DVT/PE Flashcards
Examinations
by performing a considerate, competent medical examination which includes examining or commenting on vital signs, hydration, anaemia, nutritional problems etc. Then proceeding to observation of lower limb for swelling, inflammation, varicosities, examining for superficial /deep calf tenderness, Homans sign dorsiflexion of foot leading to pain – may indicate that this is not appropriate in case of dislodgement. Awareness that DVT could extend into pelvis and abdomen and should indicate would examine these areas. Must indicate that he/she would like to proceed to auscultation of chest and heart and major vessels and be able to nominate most signs. The candidate will be observed to perform a brief chest examination (posterior), which should be reported as normal but specify that on auscultation they are looking for tachypnoea, listening for coarse crackles, pleural rub.
Investigations
By adequately prioritizing conditions relevant to the obtained history and findings, utilizing a biopsychosocial approach, and/ or identifying relevant predisposing, precipitating perpetuating and protective factors with errors or omissions being minor and not materially adversely affecting conclusions. Makes a diagnosis of DVT and probable pulmonary embolus.

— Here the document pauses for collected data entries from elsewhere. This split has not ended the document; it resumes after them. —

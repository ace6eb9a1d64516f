mod parser;
mod properties;
mod writer;

pub use parser::*;
pub use properties::*;
pub use writer::*;

/// Error types for the PLY module.
#[derive(Debug, thiserror::Error)]
pub enum PlyError {
    /// Failed to read or write PLY file
    #[error("Failed to read or write PLY file")]
    Io(#[from] std::io::Error),

    /// Malformed PLY header
    #[error("Malformed PLY header: {0}")]
    MalformedHeader(String),

    /// Unsupported PLY storage format
    #[error("Unsupported PLY format: {0}")]
    UnsupportedFormat(String),

    /// Unsupported PLY property
    #[error("Unsupported PLY property: {0}")]
    UnsupportedProperty(String),

    /// The vertex element lacks one of the x, y, z properties
    #[error("PLY vertex element must define x, y and z")]
    MissingCoordinates,

    /// Failed to parse a vertex value
    #[error("Failed to parse PLY vertex data: {0}")]
    Parse(String),
}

Able to suggest appropriate investigations including: Ultrasound and Doppler techniques to diagnose thrombosis; Bloods should include: D-Dimer test (negative); blood gasses/ pulse oximetry,and may include polymorphic leucocytosis, raised ESR, raised LDH, Imaging: perfusion scans (V/Q); spiral CT/multidetector CT/ MRI; CT pulmonary angiogram may say not the picture of massive PE.